[Saved data entries]
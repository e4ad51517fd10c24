use std::sync::Arc;

use tombstone_db::Database;
use tombstone_gateway::dispatcher::Dispatcher;

use crate::commands::CommandHandler;
use crate::config::Config;
use crate::hooks::ReactionGuard;
use crate::redaction::RedactionWorkflow;
use crate::sqlite::SqliteHost;

pub type AppState = Arc<AppStateInner>;

pub struct AppStateInner {
    pub host: Arc<SqliteHost>,
    pub workflow: Arc<RedactionWorkflow>,
    pub commands: CommandHandler,
    pub reaction_guard: ReactionGuard,
    pub system_admins: Vec<String>,
}

impl AppStateInner {
    /// Wire the redaction core to the SQLite host.
    pub fn new(db: Database, dispatcher: Dispatcher, config: &Config) -> AppState {
        let host = Arc::new(SqliteHost::new(
            Arc::new(db),
            dispatcher,
            config.post_edit_time_limit,
        ));
        let workflow = Arc::new(RedactionWorkflow::new(
            host.clone(),
            host.clone(),
            config.redacted_message.clone(),
        ));

        Arc::new(Self {
            commands: CommandHandler::new(host.clone(), workflow.clone()),
            reaction_guard: ReactionGuard::new(host.clone(), config.reaction_retract_delay),
            workflow,
            host,
            system_admins: config.system_admins.clone(),
        })
    }

    pub fn db(&self) -> &Database {
        self.host.db()
    }

    pub fn dispatcher(&self) -> &Dispatcher {
        self.host.dispatcher()
    }
}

Brief:
Reproduce the entries above in full, precisely as written.

Your response:
repository e4ad51517fd10c24
use std::sync::Arc;

use tombstone_db::Database;
use tombstone_gateway::dispatcher::Dispatcher;

use crate::commands::CommandHandler;
use crate::config::Config;
use crate::hooks::ReactionGuard;
use crate::redaction::RedactionWorkflow;
use crate::sqlite::SqliteHost;

pub type AppState = Arc<AppStateInner>;

pub struct AppStateInner {
    pub host: Arc<SqliteHost>,
    pub workflow: Arc<RedactionWorkflow>,
    pub commands: CommandHandler,
    pub reaction_guard: ReactionGuard,
    pub system_admins: Vec<String>,
}

impl AppStateInner {
    /// Wire the redaction core to the SQLite host.
    pub fn new(db: Database, dispatcher: Dispatcher, config: &Config) -> AppState {
        let host = Arc::new(SqliteHost::new(
            Arc::new(db),
            dispatcher,
            config.post_edit_time_limit,
        ));
        let workflow = Arc::new(RedactionWorkflow::new(
            host.clone(),
            host.clone(),
            config.redacted_message.clone(),
        ));

        Arc::new(Self {
            commands: CommandHandler::new(host.clone(), workflow.clone()),
            reaction_guard: ReactionGuard::new(host.clone(), config.reaction_retract_delay),
            workflow,
            host,
            system_admins: config.system_admins.clone(),
        })
    }

    pub fn db(&self) -> &Database {
        self.host.db()
    }

    pub fn dispatcher(&self) -> &Dispatcher {
        self.host.dispatcher()
    }
}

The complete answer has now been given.